## REQUIREMENT
Please give the number of lines in the material below that contain "PaymentMode", without further comment.

## EXERCISE MATERIAL
//! Prompt construction for the generative stages.
//!
//! Two prompt pairs: HS classification and certification resolution. Both
//! ground the model in retrieved regulatory text and any rule-table hints,
//! and both demand a bare JSON reply that `structured` can parse.

use exportready_core::category::ProductCategory;
use exportready_core::country::display_name;
use exportready_core::types::QueryInput;
use exportready_rag::RetrievedEvidence;
use exportready_rules::{CertificationHint, HsChapterHint};

/// Longest evidence snippet quoted into a prompt. Chunks run up to 1200
/// chars; quoting them whole would crowd out the instructions.
const MAX_SNIPPET_CHARS: usize = 600;

/// System prompt for HS code prediction.
pub fn hs_system_prompt() -> String {
    r#"You are an export compliance analyst who classifies products under the Harmonized System.

Given a product description and excerpts from regulatory references, predict the most likely HS code at 6 digits (or the 8-digit SAC code for software and services).

When answering:
- Ground the prediction in the referenced excerpts where they apply
- State confidence honestly; do not inflate it when the description is vague
- List plausible alternative codes with lower confidence
- Keep the rationale to one or two sentences

Respond with ONLY a JSON object, no prose and no code fences, shaped as:
{"code": "0910.30", "confidence": 0.85, "description": "Turmeric (curcuma)", "alternatives": [{"code": "0910.99", "confidence": 0.3}], "rationale": "..."}"#
        .to_string()
}

/// User prompt for HS code prediction.
pub fn hs_user_prompt(
    query: &QueryInput,
    category: ProductCategory,
    hint: Option<&HsChapterHint>,
    evidence: &[RetrievedEvidence],
) -> String {
    let mut prompt = format!(
        r#"**Product:** {}
**Derived category:** {}
**Destination market:** {}"#,
        query.description_text(),
        category.as_str(),
        destination_line(&query.destination_country),
    );

    if let Some(hint) = hint {
        prompt.push_str(&format!(
            "\n**Chapter guidance:** products in this category usually fall under HS chapter {} ({}), for example {}.",
            hint.chapter, hint.description, hint.default_code
        ));
    }

    push_evidence_block(&mut prompt, evidence);
    prompt.push_str("\n\nClassify this product. Respond with ONLY the JSON object.");
    prompt
}

/// System prompt for certification resolution.
pub fn certification_system_prompt() -> String {
    r#"You are an export compliance analyst advising an Indian exporter on destination-market certifications.

Given a product, a destination market, certifications already established from the compliance rule set, and excerpts from regulatory references, propose any further certifications the exporter needs and flag established candidates that clearly do not apply.

When answering:
- Never drop or weaken a certification listed as established; those are settled
- Propose a certification only when the product and destination genuinely call for it
- Mark mandatory=true only for legal requirements, not good-practice schemes
- Estimate cost in INR and timeline in days when the excerpts support an estimate; omit the fields otherwise
- Use ruled_out only for established candidates that the excerpts show cannot apply

Respond with ONLY a JSON object, no prose and no code fences, shaped as:
{"certifications": [{"name": "FDA Facility Registration", "certification_type": "fda", "mandatory": true, "confidence": 0.8, "rationale": "...", "estimated_cost_min": 20000, "estimated_cost_max": 80000, "estimated_days": 45}], "ruled_out": []}"#
        .to_string()
}

/// User prompt for certification resolution.
pub fn certification_user_prompt(
    query: &QueryInput,
    category: ProductCategory,
    rule_hints: &[CertificationHint],
    evidence: &[RetrievedEvidence],
) -> String {
    let mut prompt = format!(
        r#"**Product:** {}
**Derived category:** {}
**Destination market:** {}
**Business type:** {}
**Company size:** {}"#,
        query.description_text(),
        category.as_str(),
        destination_line(&query.destination_country),
        query.business_type.as_str(),
        query.company_size.as_str(),
    );

    if rule_hints.is_empty() {
        prompt.push_str("\n**Established certifications:** none yet.");
    } else {
        prompt.push_str("\n**Established certifications:**");
        for hint in rule_hints {
            let obligation = if hint.mandatory { "mandatory" } else { "recommended" };
            prompt.push_str(&format!(
                "\n- {} ({}, {}): {}",
                hint.name,
                hint.certification_type.as_str(),
                obligation,
                hint.rationale
            ));
        }
    }

    push_evidence_block(&mut prompt, evidence);
    prompt.push_str(
        "\n\nPropose additional certifications and rule-outs. Respond with ONLY the JSON object.",
    );
    prompt
}

fn destination_line(iso: &str) -> String {
    let name = display_name(iso);
    if name == iso {
        iso.to_string()
    } else {
        format!("{name} ({iso})")
    }
}

fn push_evidence_block(prompt: &mut String, evidence: &[RetrievedEvidence]) {
    if evidence.is_empty() {
        prompt.push_str("\n\n**Regulatory references:** none retrieved.");
        return;
    }
    prompt.push_str("\n\n**Regulatory references:**");
    for item in evidence {
        let snippet = truncate_snippet(&item.chunk.text);
        prompt.push_str(&format!(
            "\n[{}] {}: {}",
            item.rank, item.chunk.source, snippet
        ));
    }
}

fn truncate_snippet(text: &str) -> String {
    if text.len() <= MAX_SNIPPET_CHARS {
        return text.to_string();
    }
    let mut end = MAX_SNIPPET_CHARS;
    while !text.is_char_boundary(end) {
        end -= 1;
    }
    format!("{}...", &text[..end])
}
use serde::{Deserialize, Serialize};

use crate::country::normalize_country;

/// How the exporter operates.
#[derive(Debug, Clone, Copy, Serialize, Deserialize, PartialEq, Eq)]
#[serde(rename_all = "snake_case")]
pub enum BusinessType {
    Manufacturing,
    Trading,
    #[serde(rename = "saas")]
    SaaS,
    Services,
    Handicraft,
}

impl BusinessType {
    /// True for businesses that ship physical goods.
    pub fn ships_goods(&self) -> bool {
        !matches!(self, BusinessType::SaaS | BusinessType::Services)
    }

    /// The snake_case key used in rule tables, matching the serde form.
    pub fn as_str(&self) -> &'static str {
        match self {
            BusinessType::Manufacturing => "manufacturing",
            BusinessType::Trading => "trading",
            BusinessType::SaaS => "saas",
            BusinessType::Services => "services",
            BusinessType::Handicraft => "handicraft",
        }
    }
}

/// Company size band, aligned with MSME classification.
#[derive(Debug, Clone, Copy, Serialize, Deserialize, PartialEq, Eq)]
#[serde(rename_all = "snake_case")]
pub enum CompanySize {
    Micro,
    Small,
    Medium,
    Large,
}

impl CompanySize {
    /// The snake_case key used in rule tables, matching the serde form.
    pub fn as_str(&self) -> &'static str {
        match self {
            CompanySize::Micro => "micro",
            CompanySize::Small => "small",
            CompanySize::Medium => "medium",
            CompanySize::Large => "large",
        }
    }
}

/// How the buyer pays.
#[derive(Debug, Clone, Copy, Serialize, Deserialize, PartialEq, Eq)]
#[serde(rename_all = "snake_case")]
pub enum PaymentMode {
    AdvancePayment,
    LetterOfCredit,
    OpenAccount,
    DocumentsAgainstPayment,
}

/// Rough unit-price band supplied by the exporter.
#[derive(Debug, Clone, Serialize, Deserialize, PartialEq)]
pub struct PriceRange {
    pub min: f64,
    pub max: f64,
    pub currency: String,
}

/// One export query as submitted. Immutable once validated; the pipeline
/// only reads from it.
#[derive(Debug, Clone, Serialize, Deserialize)]
pub struct QueryInput {
    pub product_name: String,

    /// Ingredients or bill-of-materials text, when the exporter supplied it.
    #[serde(skip_serializing_if = "Option::is_none")]
    pub ingredients: Option<String>,

    /// Text summary produced by an upstream image-feature extractor.
    /// Treated as additional product description, never raw image data.
    #[serde(skip_serializing_if = "Option::is_none")]
    pub image_summary: Option<String>,

    /// Destination market, ISO 3166-1 alpha-2 after normalization.
    pub destination_country: String,

    pub business_type: BusinessType,
    pub company_size: CompanySize,

    #[serde(skip_serializing_if = "Option::is_none")]
    pub monthly_volume: Option<u32>,

    #[serde(skip_serializing_if = "Option::is_none")]
    pub price_range: Option<PriceRange>,

    #[serde(skip_serializing_if = "Option::is_none")]
    pub payment_mode: Option<PaymentMode>,
}

/// Rejection reasons for a query that cannot enter the pipeline.
#[derive(Debug, Clone, thiserror::Error, PartialEq)]
pub enum QueryValidationError {
    #[error("product_name must not be empty")]
    EmptyProductName,

    #[error("unknown destination country: {0}")]
    UnknownCountry(String),

    #[error("price range minimum {min} exceeds maximum {max}")]
    InvertedPriceRange { min: f64, max: f64 },
}

impl QueryInput {
    /// Validate and normalize the query. Returns a new value with the
    /// destination collapsed to its ISO alpha-2 code; the original is left
    /// untouched.
    pub fn validated(&self) -> Result<QueryInput, QueryValidationError> {
        if self.product_name.trim().is_empty() {
            return Err(QueryValidationError::EmptyProductName);
        }

        let iso = normalize_country(&self.destination_country)
            .ok_or_else(|| QueryValidationError::UnknownCountry(self.destination_country.clone()))?;

        if let Some(range) = &self.price_range {
            if range.min > range.max {
                return Err(QueryValidationError::InvertedPriceRange {
                    min: range.min,
                    max: range.max,
                });
            }
        }

        let mut query = self.clone();
        query.destination_country = iso.to_string();
        Ok(query)
    }

    /// The text the embedding and classification stages work from:
    /// product name plus any ingredient and image-derived detail.
    pub fn description_text(&self) -> String {
        let mut text = self.product_name.trim().to_string();
        if let Some(ingredients) = &self.ingredients {
            if !ingredients.trim().is_empty() {
                text.push_str(". Ingredients: ");
                text.push_str(ingredients.trim());
            }
        }
        if let Some(summary) = &self.image_summary {
            if !summary.trim().is_empty() {
                text.push_str(". ");
                text.push_str(summary.trim());
            }
        }
        text
    }
}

## TASK ANSWER
2